Under this unjust treatment the boy became sullen and resentful; thus, when a little pool he had constructed in the garden, to hold a shoal of minnows, by her order was emptied and filled up, he revenged himself by poodling her favourite Persian cat, the gift of her aunt, Mrs. Rookleigh, and for this she resolved to inflict condign punishment, with great form and ceremony.

She armed herself with her riding switch (for Greville now kept a pretty pad for her) and desired the groom to bring Master Derval to the stable, and as she did so, in her silly malignity, her very handsome face had a very tiger-like expression, and she grasped the jewelled handle of the switch resolutely in her large white hand.

"Lock the door on the inside," said she when Derval was brought before her. "Off with his jacket and tie up his hands to the knob on that heelpost."

And almost before Derval could realise the situation, he found himself a prisoner, denuded of his jacket, a halter-rope looped round his wrists, and himself "seized up," for deliberate punishment, standing almost on tip-toe, and with considerable tension.

"Will that do, mum?" asked the groom, who thought the situation an amusing one, "a rum start," as he afterwards said in the kitchen, adding that he never thought so "handsome a lady could be so downright savage."

Derval turned his head half round with an appealing expression on his sweet boyish face—a look that reminded her of the expression of Mary's eyes in her banished portrait,—but at that instant she swung the elastic switch round, and it fell with a smart and stinging thud upon his shoulders, which had no protection now save his little shirt.
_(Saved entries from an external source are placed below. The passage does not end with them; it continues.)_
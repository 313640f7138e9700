//! Notification trigger SQL.
//!
//! The trigger fires after every committed insert or update on the watched
//! table and publishes the row as JSON on `<table>_changes`.

use gazette_relay::channel_name;

use super::StoreError;

/// Trigger definition for one table.
#[derive(Debug, Clone)]
pub struct TriggerSpec {
    table: String,
    columns: Vec<String>,
}

impl TriggerSpec {
    /// Build a trigger for `table` that copies `columns` into the payload.
    ///
    /// Fails if any identifier is not `[A-Za-z_][A-Za-z0-9_]*`.
    pub fn new<I, S>(table: impl Into<String>, columns: I) -> Result<Self, StoreError>
    where
        I: IntoIterator<Item = S>,
        S: Into<String>,
    {
        let table = table.into();
        validate_identifier(&table)?;

        let columns: Vec<String> = columns.into_iter().map(Into::into).collect();
        for column in &columns {
            validate_identifier(column)?;
        }

        Ok(Self { table, columns })
    }

    pub fn table(&self) -> &str {
        &self.table
    }

    /// Channel the trigger notifies.
    pub fn channel(&self) -> String {
        channel_name(&self.table)
    }

    pub fn function_name(&self) -> String {
        format!("notify_{}_change", self.table)
    }

    pub fn trigger_name(&self) -> String {
        format!("{}_notify_trigger", self.table)
    }

    /// `CREATE OR REPLACE FUNCTION` statement for the trigger function.
    pub fn function_sql(&self) -> String {
        let mut fields = vec!["'operation', TG_OP".to_string()];
        fields.extend(
            self.columns
                .iter()
                .map(|column| format!("'{column}', NEW.{column}")),
        );

        format!(
            "CREATE OR REPLACE FUNCTION {function}() RETURNS trigger AS $$\n\
             BEGIN\n    \
             PERFORM pg_notify(\n        \
             '{channel}',\n        \
             json_build_object({fields})::text\n    \
             );\n    \
             RETURN NEW;\n\
             END;\n\
             $$ LANGUAGE plpgsql",
            function = self.function_name(),
            channel = self.channel(),
            fields = fields.join(", "),
        )
    }

    /// Statements that (re)install the trigger, in execution order.
    pub fn install_statements(&self) -> Vec<String> {
        vec![
            self.function_sql(),
            format!(
                "DROP TRIGGER IF EXISTS {trigger} ON {table}",
                trigger = self.trigger_name(),
                table = self.table,
            ),
            format!(
                "CREATE TRIGGER {trigger} AFTER INSERT OR UPDATE ON {table} \
                 FOR EACH ROW EXECUTE FUNCTION {function}()",
                trigger = self.trigger_name(),
                table = self.table,
                function = self.function_name(),
            ),
        ]
    }
}

fn validate_identifier(name: &str) -> Result<(), StoreError> {
    let mut chars = name.chars();
    let valid_start = matches!(chars.next(), Some(c) if c.is_ascii_alphabetic() || c == '_');
    if valid_start && chars.all(|c| c.is_ascii_alphanumeric() || c == '_') {
        Ok(())
    } else {
        Err(StoreError::InvalidIdentifier(name.to_string()))
    }
}
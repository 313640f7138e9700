//! In-memory fan-out of change events to subscriber queues.

use std::collections::HashMap;
use std::fmt;
use std::sync::atomic::{AtomicU64, Ordering};
use std::sync::{Arc, Weak};
use std::time::{Duration, Instant};

use parking_lot::Mutex;
use tokio::sync::mpsc;
use tokio::sync::mpsc::error::{TryRecvError, TrySendError};

use crate::error::RelayError;
use crate::event::ChangeEvent;

/// Default number of pending events a subscriber queue can hold.
pub const DEFAULT_QUEUE_CAPACITY: usize = 256;

/// Identity of one subscriber queue.
#[derive(Debug, Clone, Copy, PartialEq, Eq, Hash, PartialOrd, Ord)]
pub struct SubscriberId(u64);

impl SubscriberId {
    /// Raw numeric value.
    pub fn as_u64(&self) -> u64 {
        self.0
    }
}

impl fmt::Display for SubscriberId {
    fn fmt(&self, f: &mut fmt::Formatter<'_>) -> fmt::Result {
        write!(f, "sub-{}", self.0)
    }
}

/// Broker configuration.
#[derive(Debug, Clone)]
pub struct BrokerConfig {
    /// Capacity of each subscriber queue. Events for a full queue are skipped.
    pub queue_capacity: usize,
}

impl BrokerConfig {
    /// Set the per-subscriber queue capacity (at least 1).
    pub fn with_queue_capacity(mut self, capacity: usize) -> Self {
        self.queue_capacity = capacity.max(1);
        self
    }
}

impl Default for BrokerConfig {
    fn default() -> Self {
        Self {
            queue_capacity: DEFAULT_QUEUE_CAPACITY,
        }
    }
}

/// Outcome of a single publish.
#[derive(Debug, Clone, Copy, Default, PartialEq, Eq)]
pub struct PublishReport {
    /// Queues that accepted the event.
    pub delivered: usize,
    /// Queues that were full and skipped this event.
    pub skipped: usize,
    /// Queues found closed and removed from the registry.
    pub pruned: usize,
}

/// Snapshot of one registered subscriber.
#[derive(Debug, Clone)]
pub struct SubscriberInfo {
    /// Subscriber identity.
    pub id: SubscriberId,
    /// Time since the subscriber registered.
    pub age: Duration,
    /// Events enqueued for this subscriber.
    pub delivered: u64,
    /// Events dropped because the queue was full.
    pub skipped: u64,
}

struct SubscriberEntry {
    tx: mpsc::Sender<Arc<ChangeEvent>>,
    created_at: Instant,
    delivered: u64,
    skipped: u64,
}

struct BrokerInner {
    /// Registry of live queues. Held for the whole of subscribe, unsubscribe
    /// and publish so the three are linearizable.
    registry: Mutex<HashMap<SubscriberId, SubscriberEntry>>,
    next_id: AtomicU64,
    published: AtomicU64,
    config: BrokerConfig,
}

impl BrokerInner {
    fn remove(&self, id: SubscriberId) -> bool {
        let entry = self.registry.lock().remove(&id);
        match entry {
            Some(entry) => {
                tracing::debug!(
                    subscriber_id = %id,
                    delivered = entry.delivered,
                    skipped = entry.skipped,
                    "subscriber removed"
                );
                true
            }
            None => false,
        }
    }
}

/// Fan-out hub between the change listener and stream sessions.
///
/// Cloning is cheap; all clones share one registry.
#[derive(Clone)]
pub struct EventBroker {
    inner: Arc<BrokerInner>,
}

impl EventBroker {
    /// Create a broker with default configuration.
    pub fn new() -> Self {
        Self::with_config(BrokerConfig::default())
    }

    /// Create a broker with the given configuration.
    pub fn with_config(config: BrokerConfig) -> Self {
        Self {
            inner: Arc::new(BrokerInner {
                registry: Mutex::new(HashMap::new()),
                next_id: AtomicU64::new(1),
                published: AtomicU64::new(0),
                config,
            }),
        }
    }

    /// Register a new subscriber queue.
    ///
    /// The subscriber receives every event published after this returns.
    pub fn subscribe(&self) -> Subscription {
        let id = SubscriberId(self.inner.next_id.fetch_add(1, Ordering::SeqCst));
        let (tx, rx) = mpsc::channel(self.inner.config.queue_capacity.max(1));

        self.inner.registry.lock().insert(
            id,
            SubscriberEntry {
                tx,
                created_at: Instant::now(),
                delivered: 0,
                skipped: 0,
            },
        );

        tracing::debug!(subscriber_id = %id, "subscriber registered");

        Subscription {
            id,
            rx,
            broker: Arc::downgrade(&self.inner),
        }
    }

    /// Remove a subscriber queue. Returns `false` if it was not registered.
    pub fn unsubscribe(&self, id: SubscriberId) -> bool {
        self.inner.remove(id)
    }

    /// Deliver an event to every registered queue.
    pub fn publish(&self, event: ChangeEvent) -> PublishReport {
        self.publish_shared(Arc::new(event))
    }

    /// Deliver an already shared event to every registered queue.
    ///
    /// Never blocks: a full queue is skipped for this event, a closed queue
    /// is pruned.
    pub fn publish_shared(&self, event: Arc<ChangeEvent>) -> PublishReport {
        let mut report = PublishReport::default();
        let mut registry = self.inner.registry.lock();

        registry.retain(|id, entry| match entry.tx.try_send(event.clone()) {
            Ok(()) => {
                entry.delivered += 1;
                report.delivered += 1;
                true
            }
            Err(TrySendError::Full(_)) => {
                entry.skipped += 1;
                report.skipped += 1;
                tracing::warn!(
                    subscriber_id = %id,
                    error = %RelayError::SlowSubscriber(*id),
                    "dropping event for full subscriber queue"
                );
                true
            }
            Err(TrySendError::Closed(_)) => {
                report.pruned += 1;
                tracing::debug!(subscriber_id = %id, "pruning closed subscriber queue");
                false
            }
        });
        drop(registry);

        self.inner.published.fetch_add(1, Ordering::Relaxed);
        tracing::trace!(
            operation = %event.operation,
            delivered = report.delivered,
            skipped = report.skipped,
            "published change event"
        );

        report
    }

    /// Number of registered subscribers.
    pub fn subscriber_count(&self) -> usize {
        self.inner.registry.lock().len()
    }

    /// Whether the given subscriber is registered.
    pub fn is_subscribed(&self, id: SubscriberId) -> bool {
        self.inner.registry.lock().contains_key(&id)
    }

    /// Total number of publish calls.
    pub fn published_count(&self) -> u64 {
        self.inner.published.load(Ordering::Relaxed)
    }

    /// Snapshot of all registered subscribers, ordered by id.
    pub fn subscribers(&self) -> Vec<SubscriberInfo> {
        let registry = self.inner.registry.lock();
        let mut infos: Vec<SubscriberInfo> = registry
            .iter()
            .map(|(id, entry)| SubscriberInfo {
                id: *id,
                age: entry.created_at.elapsed(),
                delivered: entry.delivered,
                skipped: entry.skipped,
            })
            .collect();
        infos.sort_by_key(|info| info.id);
        infos
    }

    /// Broker configuration.
    pub fn config(&self) -> &BrokerConfig {
        &self.inner.config
    }
}

impl Default for EventBroker {
    fn default() -> Self {
        Self::new()
    }
}

/// Receiving end of one subscriber queue.
///
/// Dropping the subscription removes it from the broker before the queue
/// itself is released.
pub struct Subscription {
    id: SubscriberId,
    rx: mpsc::Receiver<Arc<ChangeEvent>>,
    broker: Weak<BrokerInner>,
}

impl Subscription {
    /// Subscriber identity.
    pub fn id(&self) -> SubscriberId {
        self.id
    }

    /// Wait for the next event.
    ///
    /// Returns `None` once the subscriber has been removed from the broker
    /// and its queue is drained.
    pub async fn recv(&mut self) -> Option<Arc<ChangeEvent>> {
        self.rx.recv().await
    }

    /// Take the next event if one is already queued.
    pub fn try_recv(&mut self) -> Option<Arc<ChangeEvent>> {
        match self.rx.try_recv() {
            Ok(event) => Some(event),
            Err(TryRecvError::Empty) | Err(TryRecvError::Disconnected) => None,
        }
    }
}

impl fmt::Debug for Subscription {
    fn fmt(&self, f: &mut fmt::Formatter<'_>) -> fmt::Result {
        f.debug_struct("Subscription").field("id", &self.id).finish()
    }
}

impl Drop for Subscription {
    fn drop(&mut self) {
        if let Some(inner) = self.broker.upgrade() {
            inner.remove(self.id);
        }
    }
}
Derval winced, but set his teeth firmly together, determined to die rather than give her the satisfaction of hearing him cry out or supplicate for mercy.

With steady and regular sweep the switch descended on Derval's quivering shoulders again and again; but not a cry escaped him, and enraged anew by his fortitude, or "obstinacy," as she deemed it, Mrs. Hampton exerted herself afresh, and Derval, while clenching his teeth and breathing hard, boy-like, thought of the cruel enchantress who used to whip the bare back of the helpless young king of the Black Isles in the Arabian Nights, and longed for some such punishment to fall on his tormentor as fell on that remarkable lady.

We know not how many strokes were administered, but Mrs. Hampton was becoming somewhat breathless, and the tension of the rope that bound her victim to the heelpost seemed as if dragging his arms out of their sockets.

"Do stop, please mum, the little lad is fainting," exclaimed the groom.